Additionally – EHRs and the latest healthcare technology are breaking down physical barriers for treatment. EHRs can connect patients and physicians with specialists across the globe instantaneously, meaning your care and treatment isn’t limited to the four walls of your local hospital.
Overall, EHRs and improved access to information are helping to redefine what gold-standards of care mean for patients, healthcare providers and the wider medical industry.
Meghan: What can vendors do to help physicians deliver the best care?
Scott: All of us vendors, who aspire to provide technology in the arena, need to be cautious and cognizant of how our solutions are used and how they fit into the greater healthcare IT machine. Healthcare technology is only going to become more complex, so it’s up to us to ensure the quality is there and that everything works seamlessly together.

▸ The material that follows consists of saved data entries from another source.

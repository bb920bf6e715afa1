//! Capability interfaces connecting drawing sessions to the external map viewer.
//!
//! The map viewer owns the scene, the camera and the terrain picking. Sessions never reach
//! into it directly; they receive resolved [`PickEvent`]s from it and issue requests
//! through the [`MapViewer`] trait. Interaction modes form a stack with token discipline:
//! a session pops exactly the token it pushed, and only while that token is still on top,
//! so that externally driven changes (the user opening another tool) cannot be clobbered.

use serde::{Deserialize, Serialize};

use vespucci_types::GroundPoint;

use crate::draw::{PointId, ShapeId};

/// Mouse cursor requested over the map viewport.
#[derive(Debug, Default, Clone, Copy, PartialEq, Eq, Serialize, Deserialize)]
pub enum CursorStyle {
    /// The viewer's default cursor.
    #[default]
    Default,
    /// Crosshair cursor shown while picking positions.
    Crosshair,
    /// Pointer cursor shown while selecting existing shapes.
    Pointer,
}

/// Interaction mode pushed onto the viewer's interaction stack.
#[derive(Debug, Clone, Copy, PartialEq, Eq, Serialize, Deserialize)]
pub enum InteractionMode {
    /// Free map navigation.
    Navigate,
    /// Picks feed a drawing session.
    DrawPick,
    /// Picks select shapes for deletion.
    DeletePick,
}

/// Token identifying one pushed interaction mode.
#[derive(Debug, Clone, Copy, PartialEq, Eq, Serialize, Deserialize)]
pub struct InteractionToken(u64);

/// Stack of interaction modes with pop-only-if-top token discipline.
///
/// Host viewers embed this to implement the stack part of [`MapViewer`]; it is also used
/// directly by the test double.
#[derive(Debug, Default)]
pub struct InteractionStack {
    entries: Vec<(InteractionToken, InteractionMode)>,
    next_token: u64,
}

impl InteractionStack {
    /// Pushes a mode and returns the token required to pop it again.
    pub fn push(&mut self, mode: InteractionMode) -> InteractionToken {
        self.next_token += 1;
        let token = InteractionToken(self.next_token);
        self.entries.push((token, mode));
        token
    }

    /// Pops the entry identified by the token, but only if it is still on top of the
    /// stack. Returns whether anything was popped.
    ///
    /// Popping a token that is not on top is a no-op, not an error: an externally driven
    /// state change may legitimately have replaced the top entry already.
    pub fn pop(&mut self, token: InteractionToken) -> bool {
        match self.entries.last() {
            Some((top, _)) if *top == token => {
                self.entries.pop();
                true
            }
            _ => {
                log::debug!("ignoring pop of interaction token {token:?}: not on top of stack");
                false
            }
        }
    }

    /// Mode currently on top of the stack.
    pub fn top(&self) -> Option<InteractionMode> {
        self.entries.last().map(|(_, mode)| *mode)
    }

    /// Number of entries on the stack.
    pub fn depth(&self) -> usize {
        self.entries.len()
    }
}

/// Reference to something the pick ray hit.
#[derive(Debug, Clone, Copy, PartialEq, Eq, Serialize, Deserialize)]
pub enum FeatureRef {
    /// A committed shape.
    Shape(ShapeId),
    /// A point of the working list of the active drawing session.
    WorkingPoint(PointId),
}

/// A user interaction resolved by the map viewer into a ground position.
///
/// `ground_position` is `None` when the pick ray did not hit the rendered terrain; such
/// events are silently ignored by sessions.
#[derive(Debug, Clone, PartialEq, Serialize, Deserialize)]
pub struct PickEvent {
    /// Ground position under the cursor, if the pick could be resolved.
    pub ground_position: Option<GroundPoint>,
    /// Features under the cursor, frontmost first.
    pub hit_features: Vec<FeatureRef>,
}

impl PickEvent {
    /// Pick resolved to a ground position with nothing under the cursor.
    pub fn at(position: GroundPoint) -> Self {
        Self {
            ground_position: Some(position),
            hit_features: Vec::new(),
        }
    }

    /// Pick resolved to a ground position with the given features under the cursor.
    pub fn with_hits(position: GroundPoint, hit_features: Vec<FeatureRef>) -> Self {
        Self {
            ground_position: Some(position),
            hit_features,
        }
    }

    /// Pick that missed the rendered terrain.
    pub fn miss() -> Self {
        Self {
            ground_position: None,
            hit_features: Vec::new(),
        }
    }
}

/// Capabilities a drawing session requires from the hosting map viewer.
pub trait MapViewer {
    /// Pushes an interaction mode onto the viewer's stack.
    fn push_interaction_mode(&mut self, mode: InteractionMode) -> InteractionToken;

    /// Pops the interaction mode identified by the token if it is still on top.
    fn pop_interaction_mode(&mut self, token: InteractionToken) -> bool;

    /// Requests a cursor style over the map viewport.
    fn set_cursor_style(&mut self, cursor: CursorStyle);

    /// Asks the viewer to redraw as soon as convenient.
    fn request_repaint(&mut self);

    /// Amount of drag movement in the gesture that produced the current pick.
    ///
    /// Sessions use this to tell a click from the release at the end of a point drag.
    fn drag_gesture_count(&self) -> u32;

    /// Resets the drag movement counter after a gesture has been consumed.
    fn reset_drag_gesture_count(&mut self);
}

pub mod testing {
    //! Test doubles for code driving drawing sessions.

    use super::*;

    /// A [`MapViewer`] that records the requests made of it. Useful in tests of session
    /// logic, both here and in host applications.
    #[derive(Debug, Default)]
    pub struct RecordingViewer {
        stack: InteractionStack,
        cursor: CursorStyle,
        repaint_requests: u32,
        drag_count: u32,
    }

    impl RecordingViewer {
        /// Simulates drag movement reported by the gesture recognizer.
        pub fn set_drag_gesture_count(&mut self, count: u32) {
            self.drag_count = count;
        }

        /// The cursor style last requested.
        pub fn cursor(&self) -> CursorStyle {
            self.cursor
        }

        /// Number of repaint requests received.
        pub fn repaint_requests(&self) -> u32 {
            self.repaint_requests
        }

        /// Current interaction stack depth.
        pub fn stack_depth(&self) -> usize {
            self.stack.depth()
        }

        /// Mode on top of the interaction stack.
        pub fn top_mode(&self) -> Option<InteractionMode> {
            self.stack.top()
        }

        /// Pushes a mode as if another tool had taken over the viewer.
        pub fn push_external_mode(&mut self, mode: InteractionMode) -> InteractionToken {
            self.stack.push(mode)
        }
    }

    impl MapViewer for RecordingViewer {
        fn push_interaction_mode(&mut self, mode: InteractionMode) -> InteractionToken {
            self.stack.push(mode)
        }

        fn pop_interaction_mode(&mut self, token: InteractionToken) -> bool {
            self.stack.pop(token)
        }

        fn set_cursor_style(&mut self, cursor: CursorStyle) {
            self.cursor = cursor;
        }

        fn request_repaint(&mut self) {
            self.repaint_requests += 1;
        }

        fn drag_gesture_count(&self) -> u32 {
            self.drag_count
        }

        fn reset_drag_gesture_count(&mut self) {
            self.drag_count = 0;
        }
    }
}

#[cfg(test)]
mod tests {
    use super::*;

    #[test]
    fn pop_requires_top_of_stack() {
        let mut stack = InteractionStack::default();
        let first = stack.push(InteractionMode::DrawPick);
        let second = stack.push(InteractionMode::DeletePick);

        // First is buried, popping it must not disturb the stack.
        assert!(!stack.pop(first));
        assert_eq!(stack.depth(), 2);

        assert!(stack.pop(second));
        assert!(stack.pop(first));
        assert_eq!(stack.depth(), 0);
    }

    #[test]
    fn pop_of_stale_token_is_a_no_op() {
        let mut stack = InteractionStack::default();
        let token = stack.push(InteractionMode::DrawPick);
        assert!(stack.pop(token));
        assert!(!stack.pop(token));
    }

    #[test]
    fn tokens_are_unique() {
        let mut stack = InteractionStack::default();
        let first = stack.push(InteractionMode::DrawPick);
        assert!(stack.pop(first));
        let second = stack.push(InteractionMode::DrawPick);
        assert_ne!(first, second);
    }
}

At the end of the day, storage plays a major factor in the patients, physicians and researchers ability to access data efficiently. So it is up to us to deliver offerings that meet the high performance, quality and security needs, so the physicians can concentrate on the things that really matter.
Meghan: How will EHRs and healthcare technology change in the next 5 to 10 years?
Scott: Now that the majority of hospital and office based physicians have adopted EHRs, the data we’re collecting is very powerful. From a research and treatment perspective, the next big breakthrough in healthcare will come from big data and analytics.
Even now, we’re starting to see the next generation of treatment options developing. Some of NetApp’s customers are breaking new ground combining EHRs and additional data to uncover new and more effective options including genomics and personalized medicine, based on the patient’s specific DNA.
For vendors, physicians, and patients, this is a truly remarkable time in healthcare.